As a proponent of nonsurgical neuter methods and a scientific advisory board member of the Alliance for Contraception in Cats Dogs, Lissner heard that practitioners wanted to see more data on the safety and long term efficacy of using calcium chloride. Lissner allocated funds for the research led by Dr. Leoci to evaluate these concerns.
“Of course a nonsurgical sterilant for females is the holy grail from a population standpoint and there’s big money going towards that effort. But that’s trickier. Now if rescue groups can at least get the males done quickly and easily so they can focus their resources on females, they have the first game changing tool ever.”
Behavior change is key
Preserving testosterone can be important for health reasons, particularly in large and giant breed dogs. The FDA approved sterilant ZeuterinTM is marketed as being more hormone preserving and creating “no significant change in behavior.” But for a sterilant to replace the great majority of castration surgeries in shelters and clinics, a reduction in testosterone related dominance and sexual behavior is needed. “Pack behavior,” including fighting over females in heat, is a prominent problem created by free roaming dogs and creates conflict with the human and animal populations nearby. And a pet dog that is mounting everything, breaking out regularly, or marking indoors is likely to end up back in the shelter and possibly euthanized. Surgical castration greatly reduces these behaviors by removing the production of testosterone from the testes, making dogs more likely to keep their homes.

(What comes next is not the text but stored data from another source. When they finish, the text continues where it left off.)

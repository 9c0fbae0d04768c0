//! Shared error taxonomy (spec §7).
//!
//! Designed to be serializable so it can ride inside a `ProgressRecord`
//! or cross a process boundary (HTTP edge <-> worker) without depending on
//! non-serializable types like `std::io::Error`.

use serde::{Deserialize, Serialize};
use thiserror::Error;

use crate::domain::QuotaReason;

/// Top-level error taxonomy shared across the core.
///
/// Adapter crates (store, broker, resolver, download engine) define their
/// own narrower `thiserror` enums for internal use and convert into this one
/// at the pipeline boundary, matching the teacher's pattern of keeping
/// per-adapter errors out of the cross-crate contract.
#[derive(Clone, Debug, Error, Serialize, Deserialize, PartialEq, Eq)]
pub enum CoreError {
    /// Empty input, malformed JSON, or a playlist exceeding the configured
    /// item cap. Surfaced to HTTP as 400.
    #[error("invalid input: {message}")]
    InputInvalid {
        /// Human-readable detail.
        message: String,
    },

    /// One of the five quota reasons in spec §4.6. Surfaced to HTTP as 429.
    #[error("quota exceeded: {reason:?}")]
    QuotaExceeded {
        /// Which check failed.
        reason: QuotaReason,
        /// The limit that was hit.
        limit: f64,
        /// The value that would have resulted.
        observed: f64,
    },

    /// No targets remained after classification/search.
    #[error("resolution failed: {message}")]
    ResolutionFailed {
        /// Human-readable detail.
        message: String,
    },

    /// A single (target, mode) task failed; the pipeline continues.
    #[error("item failed: {message}")]
    DownloadItemFailed {
        /// Human-readable detail.
        message: String,
    },

    /// Every item in the job failed.
    #[error("all items failed")]
    DownloadAllFailed,

    /// The external media tool raised something the engine doesn't
    /// recognize as one of its known-failure fallback markers.
    #[error("external tool failed: {message}")]
    ExternalToolFailed {
        /// Human-readable detail.
        message: String,
    },

    /// The progress store is unreachable.
    #[error("progress store unavailable: {message}")]
    StoreUnavailable {
        /// Human-readable detail.
        message: String,
    },

    /// The task broker is unreachable.
    #[error("broker unavailable: {message}")]
    BrokerUnavailable {
        /// Human-readable detail.
        message: String,
    },

    /// Cooperative cancellation was observed.
    #[error("cancelled by client disconnect")]
    Cancelled,
}

impl CoreError {
    /// The message a caller should show a user, independent of which
    /// variant this is.
    #[must_use]
    pub fn user_message(&self) -> String {
        match self {
            Self::InputInvalid { message }
            | Self::ResolutionFailed { message }
            | Self::DownloadItemFailed { message }
            | Self::ExternalToolFailed { message }
            | Self::StoreUnavailable { message }
            | Self::BrokerUnavailable { message } => message.clone(),
            Self::QuotaExceeded { reason, .. } => reason.user_message().to_string(),
            Self::DownloadAllFailed => "All items failed to download".to_string(),
            Self::Cancelled => "Cancelled by client disconnect".to_string(),
        }
    }
}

Dr. Leoci explains “As a rule, castration is most likely to be curative when the problem behavior is influenced by testosterone, such as scent marking, roaming away from home to find potential mates, inappropriate sexual behavior, aggression towards other males, and sometimes competitive aggression towards humans. It does not necessarily affect other behavior problems. In our study using the optimal solution of calcium chloride in alcohol, we did notice a reduction in testosterone linked sexual and aggressive behavior.”
Spraying, roaming, yowling: Changing behavior is key in cats, too
The winning veterinarian and shelter made use of a little known fact: cats have penile “spines” that are testosterone dependent. By photographing the spines shrinking after Calchlorin injection,
they were able to document testosterone reduction even without a blood draw.